**The problem**
After reading the data below, copy out every line that contains the word "push".

**Saved data entries**
impl Query {
    pub(crate) fn new(
        world_id: u64,
        registry: &ComponentRegistry,
        write: &[ComponentId],
        read: &[ComponentId],
        filters: &[QueryFilter],
    ) -> EcsResult<Self> {
        let mut terms: SmallVec<[ComponentId; 8]> = SmallVec::with_capacity(write.len() + read.len());
        for &component in write.iter().chain(read) {
            registry.check(component)?;
            if terms.contains(&component) {
                return Err(EcsError::InvalidArgument("component listed twice in query"));
            }
            terms.push(component);
        }
        let term_set = ComponentSet::from_ids(&terms);

        let mut optional = ComponentSet::new();
        let mut exclude = ComponentSet::new();
        let mut modified = ComponentSet::new();
        for filter in filters {
            registry.check(filter.component)?;
            match filter.kind {
                FilterKind::Optional => {
                    if !term_set.contains(filter.component) {
                        return Err(EcsError::InvalidArgument(
                            "optional filter on a component the query does not access",
                        ));
                    }
                    optional.insert(filter.component);
                }
                FilterKind::Exclude => {
                    exclude.insert(filter.component);
                }
                FilterKind::Modified => {
                    modified.insert(filter.component);
                }
            }
        }

        if term_set.intersects(&exclude) || modified.intersects(&exclude) {
            return Err(EcsError::InvalidArgument("component both required and excluded"));
        }
        if modified.intersects(&optional) {
            return Err(EcsError::InvalidArgument("modified filter on an optional component"));
        }

        let require: ComponentSet = term_set
            .iter()
            .filter(|&c| !optional.contains(c))
            .collect::<ComponentSet>()
            .union(&modified);

        debug!(
            terms = ?terms,
            writes = write.len(),
            ?require,
            ?exclude,
            ?modified,
            "created query"
        );

        Ok(Self {
            world_id,
            terms,
            write_count: write.len(),
            require,
            exclude,
            modified,
            matched: Vec::new(),
            scanned: 0,
        })
    }

    /// Terms in callback order: writes, then reads.
    #[must_use]
    pub fn terms(&self) -> &[ComponentId] {
        &self.terms
    }

    /// Number of leading write terms.
    #[must_use]
    pub const fn write_count(&self) -> usize {
        self.write_count
    }

    /// Components every matching archetype must have.
    #[must_use]
    pub const fn required(&self) -> &ComponentSet {
        &self.require
    }

    #[must_use]
    pub const fn excluded(&self) -> &ComponentSet {
        &self.exclude
    }

    /// Get the number of matching archetypes discovered so far.
    #[must_use]
    pub fn archetype_count(&self) -> usize {
        self.matched.len()
    }

    /// Ids of the matching archetypes discovered so far.
    pub fn matched_archetypes(&self) -> impl Iterator<Item = ArchetypeId> + '_ {
        self.matched.iter().map(|m| m.id)
    }

    /// Pick up archetypes created since the last scan.
    fn discover(&mut self, archetypes: &ArchetypeRegistry) {
        for archetype in archetypes.iter_from(self.scanned) {
            let components = archetype.components();
            if !self.require.is_subset(components) || self.exclude.intersects(components) {
                continue;
            }

            let columns: SmallVec<[Option<usize>; 8]> = self
                .terms
                .iter()
                .map(|&c| archetype.column_index(c))
                .collect();
            let write_columns = columns[..self.write_count].iter().flatten().copied().collect();
            let modified: SmallVec<[usize; 4]> = self
                .modified
                .iter()
                .map(|c| {
                    archetype
                        .column_index(c)
                        .expect("modified components are required")
                })
                .collect();

            self.matched.push(MatchedArchetype {
                id: archetype.id(),
                columns,
                write_columns,
                modified,
                snapshots: HashMap::default(),
            });
        }
        self.scanned = archetypes.len();
    }

    /// Run the query over every matching row. Returns the number of rows visited.
    pub fn execute<F>(&mut self, world: &mut World, f: F) -> EcsResult<usize>
    where
        F: FnMut(&mut QueryRow<'_>),
    {
        self.run(world, None, f)
    }

    /// Like [`Query::execute`], restricted to entities assigned to `layer`.
    ///
    /// `modified` filters keep a separate snapshot per layer, so running the
    /// query for one layer never hides changes from another.
    pub fn execute_in_layer<F>(&mut self, world: &mut World, layer: LayerId, f: F) -> EcsResult<usize>
    where
        F: FnMut(&mut QueryRow<'_>),
    {
        let index = world.layers().validate(layer)?;
        self.run(world, Some(index), f)
    }

    fn run<F>(&mut self, world: &mut World, layer: Option<u32>, mut f: F) -> EcsResult<usize>
    where
        F: FnMut(&mut QueryRow<'_>),
    {
        if world.id() != self.world_id {
            return Err(EcsError::InvalidArgument("query belongs to another world"));
        }
        let (archetypes, entities) = world.query_parts();
        self.discover(archetypes);

        let mut visited = 0;
        for matched in &mut self.matched {
            let MatchedArchetype {
                id,
                columns,
                write_columns,
                modified,
                snapshots,
            } = matched;
            let columns: &[Option<usize>] = columns;
            let write_columns: &[usize] = write_columns;
            let modified: &[usize] = modified;
            let archetype = archetypes
                .get_mut(*id)
                .expect("matched archetypes are never destroyed");
            if archetype.is_empty() {
                continue;
            }
            // Each layer scope sees only its own rows, so it keeps its own snapshot.
            let mut snapshot = if modified.is_empty() {
                None
            } else {
                Some(
                    snapshots
                        .entry(layer)
                        .or_insert_with(|| Snapshot::new(modified.len())),
                )
            };
            if snapshot
                .as_deref()
                .is_some_and(|s| s.unchanged(archetype, modified))
            {
                continue;
            }

            // Bumped lazily, once per archetype per execution.
            let mut stamps: Option<SmallVec<[(usize, u32); 4]>> = None;
            for page in 0..archetype.page_count() {
                if archetype.table().live(page) == 0 {
                    continue;
                }
                if snapshot
                    .as_deref()
                    .is_some_and(|s| s.page_unchanged(archetype, page, modified))
                {
                    continue;
                }

                let stamps = stamps.get_or_insert_with(|| {
                    write_columns
                        .iter()
                        .map(|&c| (c, archetype.bump_version(c)))
                        .collect()
                });
                for &(c, version) in stamps.iter() {
                    archetype.stamp_page(page, c, version);
                }
                if let Some(s) = snapshot.as_deref_mut() {
                    s.record_page(archetype, page, modified);
                }

                visited += scan_page(
                    archetype,
                    page,
                    columns,
                    self.write_count,
                    entities,
                    layer,
                    &mut f,
                );
            }

            if let Some(s) = snapshot {
                s.record(archetype, modified);
            }
        }
        Ok(visited)
    }
}

/// Stream the live rows of one page to `f`.
fn scan_page<F>(
    archetype: &Archetype,
    page: usize,
    columns: &[Option<usize>],
    write_count: usize,
    entities: &EntityRegistry,
    layer: Option<u32>,
    f: &mut F,
) -> usize
where
    F: FnMut(&mut QueryRow<'_>),
{
    let mut cursors: SmallVec<[Option<(*mut u8, usize)>; 8]> = columns
        .iter()
        .map(|c| c.map(|c| (archetype.column_ptr(page, c), archetype.column_size(c))))
        .collect();

    let mut visited = 0;
    for slot in 0..archetype.table().rows_in_page(page) {
        let id = archetype.entity_at(RowCode::new(page, slot));
        let wanted = id != 0 && layer.is_none_or(|l| entities.layer(id) == l);

        if wanted {
            let mut row = QueryRow {
                entity: entities.handle(id),
                cells: &cursors,
                write_count,
                _marker: PhantomData,
            };
            f(&mut row);
            visited += 1;
        }

        for (ptr, size) in cursors.iter_mut().flatten() {
            // SAFETY: stays within the column run (at most one past the last slot)
            *ptr = unsafe { ptr.add(*size) };
        }
    }
    visited
}

impl fmt::Debug for Query {
    fn fmt(&self, f: &mut fmt::Formatter<'_>) -> fmt::Result {
        f.debug_struct("Query")
            .field("terms", &self.terms)
            .field("write_count", &self.write_count)
            .field("require", &self.require)
            .field("exclude", &self.exclude)
            .field("modified", &self.modified)
            .field("matching_archetypes", &self.matched.len())
            .finish()
    }
}

// ============================================================================
// QueryRow
// ============================================================================

/// One live row handed to a query callback.
///
/// Term `i` follows the query declaration: write terms first, then read
/// terms. Only write terms can be borrowed mutably.
pub struct QueryRow<'a> {
    entity: Entity,
    cells: &'a [Option<(*mut u8, usize)>],
    write_count: usize,
    _marker: PhantomData<&'a mut [u8]>,
}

**Exercise solution**
            terms.push(component);
            self.matched.push(MatchedArchetype {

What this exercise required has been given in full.